**TASK STATEMENT**
Extract, unchanged, every line from the top of the material below through the line with "an earlier one.", and no more.

**EXERCISE MATERIAL**
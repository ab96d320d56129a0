//! Query term highlighting

use regex::{Captures, Regex};

/// Wrap each query term in `<mark>` tags, case-insensitively.
///
/// Terms are applied one after another to the already-marked text, so a
/// later term can also match inside tags inserted for an earlier one.
pub fn highlight(text: &str, query: &str) -> String {
    let mut marked = text.to_string();

    for term in query.split_whitespace() {
        let pattern = match Regex::new(&format!("(?i){}", regex::escape(term))) {
            Ok(re) => re,
            Err(e) => {
                tracing::debug!("Skipping highlight term {:?}: {}", term, e);
                continue;
            }
        };
        marked = pattern
            .replace_all(&marked, |caps: &Captures| format!("<mark>{}</mark>", &caps[0]))
            .into_owned();
    }

    marked
}
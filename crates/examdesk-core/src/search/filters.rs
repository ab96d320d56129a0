//! Attribute filters and filter discovery

use super::{Document, SearchIndex};
use chrono::{DateTime, Utc};
use serde::{Deserialize, Serialize};
use std::collections::{BTreeSet, HashSet};

/// Inclusive upload-date bounds; a missing bound is open
#[derive(Debug, Clone, Copy, Default, PartialEq, Eq, Serialize, Deserialize)]
pub struct DateRange {
    #[serde(default)]
    pub start: Option<DateTime<Utc>>,
    #[serde(default)]
    pub end: Option<DateTime<Utc>>,
}

impl DateRange {
    pub fn new(start: Option<DateTime<Utc>>, end: Option<DateTime<Utc>>) -> Self {
        Self { start, end }
    }

    pub fn contains(&self, date: DateTime<Utc>) -> bool {
        self.start.map_or(true, |start| date >= start) && self.end.map_or(true, |end| date <= end)
    }

    fn is_open(&self) -> bool {
        self.start.is_none() && self.end.is_none()
    }
}

/// Attribute filters selected in the UI. Empty strings count as unset.
#[derive(Debug, Clone, Default, PartialEq, Serialize, Deserialize)]
#[serde(rename_all = "camelCase")]
pub struct FilterSet {
    #[serde(default)]
    pub subject: Option<String>,
    #[serde(default)]
    pub date_range: Option<DateRange>,
    #[serde(default)]
    pub file_type: Option<String>,
    #[serde(default)]
    pub exam_type: Option<String>,
}

impl FilterSet {
    pub fn new() -> Self {
        Self::default()
    }

    pub fn with_subject(mut self, subject: impl Into<String>) -> Self {
        self.subject = Some(subject.into());
        self
    }

    pub fn with_date_range(mut self, range: DateRange) -> Self {
        self.date_range = Some(range);
        self
    }

    pub fn with_file_type(mut self, file_type: impl Into<String>) -> Self {
        self.file_type = Some(file_type.into());
        self
    }

    pub fn with_exam_type(mut self, exam_type: impl Into<String>) -> Self {
        self.exam_type = Some(exam_type.into());
        self
    }

    /// True when no filter would drop anything
    pub fn is_empty(&self) -> bool {
        set(&self.subject).is_none()
            && self.date_range().is_none()
            && set(&self.file_type).is_none()
            && set(&self.exam_type).is_none()
    }

    fn date_range(&self) -> Option<&DateRange> {
        self.date_range.as_ref().filter(|range| !range.is_open())
    }

    /// Intersect `candidates` with each active filter in turn:
    /// subject, upload date, file type, exam type.
    pub(crate) fn retain_matching(&self, candidates: &mut BTreeSet<usize>, documents: &[Document]) {
        if let Some(subject) = set(&self.subject) {
            candidates.retain(|&i| {
                documents.get(i).and_then(|d| d.subject.as_deref()) == Some(subject)
            });
        }

        if let Some(range) = self.date_range() {
            candidates.retain(|&i| {
                documents
                    .get(i)
                    .and_then(|d| d.upload_date)
                    .is_some_and(|date| range.contains(date))
            });
        }

        if let Some(file_type) = set(&self.file_type) {
            candidates.retain(|&i| {
                documents.get(i).and_then(|d| d.file_type.as_deref()) == Some(file_type)
            });
        }

        if let Some(exam_type) = set(&self.exam_type) {
            candidates.retain(|&i| documents.get(i).and_then(|d| d.exam_type()) == Some(exam_type));
        }
    }
}

fn set(value: &Option<String>) -> Option<&str> {
    value.as_deref().filter(|v| !v.is_empty())
}

/// Distinct attribute values present in a corpus
#[derive(Debug, Clone, Default, PartialEq, Eq, Serialize)]
#[serde(rename_all = "camelCase")]
pub struct AvailableFilters {
    pub subjects: Vec<String>,
    pub file_types: Vec<String>,
    pub exam_types: Vec<String>,
    /// Newest first
    pub years: Vec<i32>,
}

impl SearchIndex {
    /// Collect filter options from `documents` in a single pass
    pub fn available_filters(&self, documents: &[Document]) -> AvailableFilters {
        available_filters(documents)
    }
}

pub fn available_filters(documents: &[Document]) -> AvailableFilters {
    let mut subjects = BTreeSet::new();
    let mut file_types = BTreeSet::new();
    let mut exam_types = BTreeSet::new();
    let mut years = HashSet::new();

    for document in documents {
        if let Some(subject) = set(&document.subject) {
            subjects.insert(subject.to_string());
        }
        if let Some(file_type) = set(&document.file_type) {
            file_types.insert(file_type.to_string());
        }
        if let Some(exam_type) = document.exam_type().filter(|e| !e.is_empty()) {
            exam_types.insert(exam_type.to_string());
        }
        if let Some(year) = document.exam_year() {
            years.insert(year);
        }
    }

    let mut years: Vec<i32> = years.into_iter().collect();
    years.sort_unstable_by(|a, b| b.cmp(a));

    AvailableFilters {
        subjects: subjects.into_iter().collect(),
        file_types: file_types.into_iter().collect(),
        exam_types: exam_types.into_iter().collect(),
        years,
    }
}

#[cfg(test)]
mod tests {
    use super::*;
    use crate::search::ExamInfo;
    use chrono::TimeZone;

    fn day(d: u32) -> DateTime<Utc> {
        Utc.with_ymd_and_hms(2024, 1, d, 0, 0, 0).unwrap()
    }

    fn corpus() -> Vec<Document> {
        vec![
            Document::new("a.pdf", "")
                .with_subject("toanHoc")
                .with_file_type("application/pdf")
                .with_upload_date(day(1))
                .with_exam_info(ExamInfo::new("cuoiKy", 2022)),
            Document::new("b.docx", "")
                .with_subject("toanHoc")
                .with_file_type("application/msword")
                .with_upload_date(day(10))
                .with_exam_info(ExamInfo::new("giuaKy", 2023)),
            Document::new("c.pdf", "")
                .with_subject("vatLy")
                .with_file_type("application/pdf"),
        ]
    }

    fn run(filters: &FilterSet, docs: &[Document]) -> Vec<usize> {
        let mut candidates: BTreeSet<usize> = (0..docs.len()).collect();
        filters.retain_matching(&mut candidates, docs);
        candidates.into_iter().collect()
    }

    #[test]
    fn test_empty_strings_are_unset() {
        let filters = FilterSet {
            subject: Some(String::new()),
            date_range: Some(DateRange::default()),
            ..Default::default()
        };
        assert!(filters.is_empty());
        assert!(FilterSet::new().is_empty());
        assert!(!FilterSet::new().with_exam_type("cuoiKy").is_empty());
    }

    #[test]
    fn test_subject_filter_is_exact() {
        let docs = corpus();
        assert_eq!(run(&FilterSet::new().with_subject("toanHoc"), &docs), vec![0, 1]);
        assert!(run(&FilterSet::new().with_subject("toan"), &docs).is_empty());
    }

    #[test]
    fn test_date_range_inclusive_and_drops_undated() {
        let docs = corpus();
        let range = DateRange::new(Some(day(1)), Some(day(10)));
        assert_eq!(run(&FilterSet::new().with_date_range(range), &docs), vec![0, 1]);

        let open_start = DateRange::new(None, Some(day(5)));
        assert_eq!(run(&FilterSet::new().with_date_range(open_start), &docs), vec![0]);
    }

    #[test]
    fn test_filters_chain_as_intersection() {
        let docs = corpus();
        let filters = FilterSet::new()
            .with_file_type("application/pdf")
            .with_exam_type("cuoiKy");
        assert_eq!(run(&filters, &docs), vec![0]);
    }

    #[test]
    fn test_available_filters() {
        let filters = available_filters(&corpus());
        assert_eq!(filters.subjects, vec!["toanHoc", "vatLy"]);
        assert_eq!(
            filters.file_types,
            vec!["application/msword", "application/pdf"]
        );
        assert_eq!(filters.exam_types, vec!["cuoiKy", "giuaKy"]);
        assert_eq!(filters.years, vec![2023, 2022]);
    }

    #[test]
    fn test_available_filters_empty_corpus() {
        assert_eq!(available_filters(&[]), AvailableFilters::default());
    }
}
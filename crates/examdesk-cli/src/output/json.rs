//! JSON output formatter

use super::{DocumentRow, FormatOptions};

pub fn format_documents(rows: &[DocumentRow], options: &FormatOptions) -> String {
    let output: Vec<serde_json::Value> = rows
        .iter()
        .map(|row| {
            let doc = row.document;
            let mut value = serde_json::json!({
                "position": row.position,
                "name": doc.name,
                "subject": doc.subject,
                "type": doc.file_type,
                "uploadDate": doc.upload_date,
                "examType": doc.exam_type(),
                "year": doc.exam_year(),
            });
            if options.highlight.is_some() {
                value["highlightedName"] = serde_json::Value::String(options.apply(&doc.name));
                value["highlightedContent"] = serde_json::Value::String(options.apply(&doc.content));
            }
            value
        })
        .collect();

    serde_json::to_string_pretty(&output).unwrap_or_else(|_| "[]".to_string()) + "\n"
}
use chrono::{DateTime, Utc};
use serde::{Deserialize, Serialize};

use crate::PrincipalId;

/// A supplier's published logistics capabilities. One per supplier.
#[derive(Debug, Clone, PartialEq, Eq, Serialize, Deserialize)]
pub struct LogisticsProfile {
    pub supplier_id: PrincipalId,
    pub fleet_size: u32,
    pub coverage_areas: Vec<String>,
    pub transport_modes: Vec<String>,
    pub lead_time: Option<String>,
    pub contact_person: Option<String>,
    pub created_at: DateTime<Utc>,
    pub updated_at: DateTime<Utc>,
}

/// Partial update; `None` keeps the stored value.
#[derive(Debug, Clone, Default, PartialEq, Eq, Serialize, Deserialize)]
pub struct ProfileUpdate {
    pub fleet_size: Option<u32>,
    pub coverage_areas: Option<Vec<String>>,
    pub transport_modes: Option<Vec<String>>,
    pub lead_time: Option<String>,
    pub contact_person: Option<String>,
}

impl LogisticsProfile {
    pub fn empty(supplier_id: PrincipalId, now: DateTime<Utc>) -> Self {
        Self {
            supplier_id,
            fleet_size: 0,
            coverage_areas: Vec::new(),
            transport_modes: Vec::new(),
            lead_time: None,
            contact_person: None,
            created_at: now,
            updated_at: now,
        }
    }

    pub fn merge(&mut self, update: ProfileUpdate, now: DateTime<Utc>) {
        if let Some(v) = update.fleet_size {
            self.fleet_size = v;
        }
        if let Some(v) = update.coverage_areas {
            self.coverage_areas = v;
        }
        if let Some(v) = update.transport_modes {
            self.transport_modes = v;
        }
        if update.lead_time.is_some() {
            self.lead_time = update.lead_time;
        }
        if update.contact_person.is_some() {
            self.contact_person = update.contact_person;
        }
        self.updated_at = now;
    }
}
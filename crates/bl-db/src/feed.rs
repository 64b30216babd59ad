use std::time::Duration;

use bl_store::{Change, Collection};
use serde::Deserialize;
use sqlx::postgres::PgListener;
use sqlx::PgPool;
use tokio::sync::broadcast;
use tokio::task::JoinHandle;
use tracing::{info, warn};

/// `LISTEN` channel carrying committed record changes.
pub const CHANGE_CHANNEL: &str = "bl_record_changes";

#[derive(Debug, Deserialize)]
struct Payload {
    collection: String,
    id: String,
    version: u64,
}

fn parse(payload: &str) -> Option<Change> {
    let p: Payload = serde_json::from_str(payload).ok()?;
    Some(Change::Record {
        collection: Collection::parse(&p.collection)?,
        id: p.id,
        version: p.version,
    })
}

/// Forward Postgres notifications into the store's broadcast feed.
///
/// Whenever the listener connection drops, a [`Change::Resync`] is sent
/// so live queries re-read instead of trusting a feed with a gap.
pub fn spawn_change_listener(pool: PgPool, tx: broadcast::Sender<Change>) -> JoinHandle<()> {
    tokio::spawn(async move {
        let mut backoff = Duration::from_millis(250);
        loop {
            let mut listener = match PgListener::connect_with(&pool).await {
                Ok(l) => l,
                Err(e) => {
                    warn!(error = %e, "change listener connect failed");
                    tokio::time::sleep(backoff).await;
                    backoff = (backoff * 2).min(Duration::from_secs(10));
                    continue;
                }
            };
            if let Err(e) = listener.listen(CHANGE_CHANNEL).await {
                warn!(error = %e, "LISTEN failed");
                tokio::time::sleep(backoff).await;
                continue;
            }
            info!(channel = CHANGE_CHANNEL, "change listener attached");
            backoff = Duration::from_millis(250);
            let _ = tx.send(Change::Resync);

            loop {
                match listener.try_recv().await {
                    Ok(Some(n)) => match parse(n.payload()) {
                        Some(change) => {
                            let _ = tx.send(change);
                        }
                        None => warn!(payload = n.payload(), "unparseable change notification"),
                    },
                    Ok(None) => {
                        warn!("change listener connection lost; resyncing");
                        let _ = tx.send(Change::Resync);
                    }
                    Err(e) => {
                        warn!(error = %e, "change listener failed; reconnecting");
                        let _ = tx.send(Change::Resync);
                        break;
                    }
                }
            }
            tokio::time::sleep(backoff).await;
        }
    })
}
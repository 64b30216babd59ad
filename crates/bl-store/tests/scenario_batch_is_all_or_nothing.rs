//! A write batch either applies every mutation or none of them, and each
//! successful commit bumps versions and announces one change per record.

use bl_schemas::{LineItem, PrincipalId, ProcureError, Rfq, RfqDetails, RfqId, RfqStatus};
use bl_store::{
    Change, ChangeFeed, Collection, MemStore, RetryPolicy, RfqQuery, RfqRepository, StoreError,
    Transactional, TxError, WriteBatch,
};
use chrono::{Duration, TimeZone, Utc};

fn rfq(id: &str, buyer: &str, minute: i64) -> Rfq {
    let at = Utc.with_ymd_and_hms(2026, 3, 1, 9, 0, 0).unwrap() + Duration::minutes(minute);
    Rfq::publish(
        RfqId::new(id),
        PrincipalId::new(buyer),
        RfqDetails {
            title: format!("rfq {id}"),
            description: String::new(),
            due_date: None,
            budget: None,
            line_items: vec![LineItem {
                description: "cement".into(),
                quantity: 40,
                unit: "bag".into(),
            }],
            delivery_location: None,
        },
        at,
    )
    .unwrap()
}

#[tokio::test]
async fn failed_expectation_aborts_whole_batch() {
    let store = MemStore::new();
    let mut seed = WriteBatch::new();
    seed.create(rfq("a", "b1", 0));
    store.commit(seed).await.unwrap();

    let stale = store.get_rfq(&RfqId::new("a")).await.unwrap().unwrap();
    let mut bump = stale.value.clone();
    bump.title = "renamed".into();
    let mut first = WriteBatch::new();
    first.update(bump, stale.version);
    store.commit(first).await.unwrap();

    // Second writer still holds version 1 and also creates a new record.
    let mut racing = WriteBatch::new();
    let mut closed = stale.value.clone();
    closed.status = RfqStatus::Closed;
    racing.update(closed, stale.version);
    racing.create(rfq("b", "b1", 1));
    let err = store.commit(racing).await.unwrap_err();
    assert!(matches!(err, StoreError::Contention { .. }));

    assert!(store.get_rfq(&RfqId::new("b")).await.unwrap().is_none());
    let now = store.get_rfq(&RfqId::new("a")).await.unwrap().unwrap();
    assert_eq!(now.version, 2);
    assert_eq!(now.value.status, RfqStatus::Open);
    assert_eq!(now.value.title, "renamed");
}

#[tokio::test]
async fn create_twice_is_contention_and_duplicates_are_rejected() {
    let store = MemStore::new();
    let mut b = WriteBatch::new();
    b.create(rfq("a", "b1", 0));
    store.commit(b.clone()).await.unwrap();
    assert!(matches!(
        store.commit(b).await,
        Err(StoreError::Contention { .. })
    ));

    let mut dup = WriteBatch::new();
    dup.create(rfq("x", "b1", 0)).create(rfq("x", "b1", 0));
    assert!(matches!(store.commit(dup).await, Err(StoreError::Backend(_))));
    assert_eq!(store.count(Collection::Rfqs), 1);
}

#[tokio::test]
async fn commit_announces_each_record_on_the_change_feed() {
    let store = MemStore::new();
    let mut rx = store.subscribe_changes();
    let mut b = WriteBatch::new();
    b.create(rfq("a", "b1", 0)).create(rfq("b", "b1", 1));
    store.commit(b).await.unwrap();

    let mut seen = vec![rx.recv().await.unwrap(), rx.recv().await.unwrap()];
    seen.sort_by_key(|c| format!("{c:?}"));
    assert_eq!(
        seen,
        vec![
            Change::Record {
                collection: Collection::Rfqs,
                id: "a".into(),
                version: 1
            },
            Change::Record {
                collection: Collection::Rfqs,
                id: "b".into(),
                version: 1
            },
        ]
    );
}

#[tokio::test]
async fn queries_are_newest_first_with_id_tiebreak() {
    let store = MemStore::new();
    let mut b = WriteBatch::new();
    b.create(rfq("old", "b1", 0))
        .create(rfq("new", "b1", 10))
        .create(rfq("tie-b", "b1", 5))
        .create(rfq("tie-a", "b1", 5))
        .create(rfq("other", "b2", 20));
    store.commit(b).await.unwrap();

    let ids: Vec<String> = store
        .query_rfqs(&RfqQuery::ByBuyer(PrincipalId::new("b1")))
        .await
        .unwrap()
        .into_iter()
        .map(|v| v.value.id.0)
        .collect();
    assert_eq!(ids, vec!["new", "tie-a", "tie-b", "old"]);
}

#[tokio::test]
async fn retry_policy_gives_up_with_consistency_error() {
    let store = MemStore::new();
    store.inject_contention(10);
    let policy = RetryPolicy::new(3, std::time::Duration::ZERO);

    let mut attempts = 0;
    let err = policy
        .run("seed", |_| {
            attempts += 1;
            let store = &store;
            async move {
                let mut b = WriteBatch::new();
                b.create(rfq("a", "b1", 0));
                store.commit(b).await.map_err(TxError::from)
            }
        })
        .await
        .unwrap_err();

    assert_eq!(attempts, 3);
    assert!(matches!(err, ProcureError::Consistency { attempts: 3, .. }));
    assert_eq!(store.count(Collection::Rfqs), 0);
}

#[tokio::test]
async fn retry_policy_recovers_from_transient_contention() {
    let store = MemStore::new();
    store.inject_contention(2);
    let policy = RetryPolicy::new(5, std::time::Duration::ZERO);

    let changes = policy
        .run("seed", |_| {
            let store = &store;
            async move {
                let mut b = WriteBatch::new();
                b.create(rfq("a", "b1", 0));
                store.commit(b).await.map_err(TxError::from)
            }
        })
        .await
        .unwrap();
    assert_eq!(changes.len(), 1);
    assert_eq!(store.count(Collection::Rfqs), 1);
}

**RESPONSE TO THIS TASK**
repository ab96d320d56129a0
//! Query term highlighting

use regex::{Captures, Regex};

/// Wrap each query term in `<mark>` tags, case-insensitively.
///
/// Terms are applied one after another to the already-marked text, so a
/// later term can also match inside tags inserted for an earlier one.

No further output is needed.